The problem. Scan the records for the word "entry". Report each line where it occurs.

(Saved data entries)
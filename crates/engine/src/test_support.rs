// SPDX-License-Identifier: BUSL-1.1
// Copyright (c) 2026 Alfred Jean LLC

//! Test doubles for engine consumers.

use crate::error::ScheduleError;
use crate::scheduler::{ActionId, ActionScheduler, PendingAction};
use pf_core::{ActionGroup, TaskAction};
use parking_lot::Mutex;
use std::time::Duration;

#[derive(Default)]
struct Inner {
    next_id: ActionId,
    pending: Vec<PendingAction>,
    enrolled: Vec<TaskAction>,
    refuse: bool,
}

/// In-memory scheduler fake: records every enrollment, supports manual
/// draining, and can be told to refuse enrollments to exercise the fatal
/// path.
#[derive(Default)]
pub struct FakeScheduler {
    inner: Mutex<Inner>,
}

impl FakeScheduler {
    pub fn new() -> Self {
        Self::default()
    }

    /// Make every subsequent enrollment fail.
    pub fn refuse_enrollments(&self, refuse: bool) {
        self.inner.lock().refuse = refuse;
    }

    /// Every action ever enrolled, in order.
    pub fn enrolled(&self) -> Vec<TaskAction> {
        self.inner.lock().enrolled.clone()
    }

    /// Snapshot of the pending list.
    pub fn pending(&self) -> Vec<PendingAction> {
        self.inner.lock().pending.clone()
    }

    pub fn pending_len(&self) -> usize {
        self.inner.lock().pending.len()
    }

    /// Due time of the soonest pending action.
    pub fn next_due_ms(&self) -> Option<u64> {
        self.inner.lock().pending.iter().map(|p| p.due_ms).min()
    }

    /// Pop the earliest action due at `now_ms`, re-arming recurring
    /// enrollments.
    pub fn pop_ready(&self, now_ms: u64) -> Option<TaskAction> {
        let mut inner = self.inner.lock();
        let idx = inner
            .pending
            .iter()
            .enumerate()
            .filter(|(_, p)| p.due_ms <= now_ms)
            .min_by_key(|(_, p)| p.due_ms)
            .map(|(idx, _)| idx)?;

        let mut entry = inner.pending.remove(idx);
        let action = entry.action.clone();
        if let Some(interval) = entry.interval_ms {
            entry.due_ms = now_ms + interval;
            inner.pending.push(entry);
        }
        Some(action)
    }

    fn enroll(
        &self,
        due_ms: u64,
        interval_ms: Option<u64>,
        action: TaskAction,
        group: Option<ActionGroup>,
    ) -> Result<ActionId, ScheduleError> {
        let mut inner = self.inner.lock();
        if inner.refuse {
            return Err(ScheduleError::Enroll {
                action: action.log_summary(),
                reason: "refused by test".to_string(),
            });
        }
        inner.next_id += 1;
        let id = inner.next_id;
        inner.enrolled.push(action.clone());
        inner.pending.push(PendingAction { id, due_ms, interval_ms, action, group });
        Ok(id)
    }
}

impl ActionScheduler for FakeScheduler {
    fn has_pending(&self, action: &TaskAction, group: Option<&ActionGroup>) -> bool {
        self.inner.lock().pending.iter().any(|p| {
            p.action == *action && group.map_or(true, |g| p.group.as_ref() == Some(g))
        })
    }

    fn enqueue(
        &self,
        action: TaskAction,
        group: Option<ActionGroup>,
    ) -> Result<ActionId, ScheduleError> {
        self.enroll(0, None, action, group)
    }

    fn schedule_at(
        &self,
        due_epoch_ms: u64,
        action: TaskAction,
        group: Option<ActionGroup>,
    ) -> Result<ActionId, ScheduleError> {
        self.enroll(due_epoch_ms, None, action, group)
    }

    fn schedule_recurring(
        &self,
        first_epoch_ms: u64,
        interval: Duration,
        action: TaskAction,
    ) -> Result<ActionId, ScheduleError> {
        self.enroll(first_epoch_ms, Some(interval.as_millis() as u64), action, None)
    }

    fn cancel(&self, action: &TaskAction) {
        self.inner
            .lock()
            .pending
            .retain(|p| p.interval_ms.is_some() || p.action != *action);
    }

    fn cancel_group(&self, group: &ActionGroup) {
        self.inner.lock().pending.retain(|p| p.group.as_ref() != Some(group));
    }
}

Result of the exercise.
        let mut entry = inner.pending.remove(idx);
        let action = entry.action.clone();
        if let Some(interval) = entry.interval_ms {
            entry.due_ms = now_ms + interval;
            inner.pending.push(entry);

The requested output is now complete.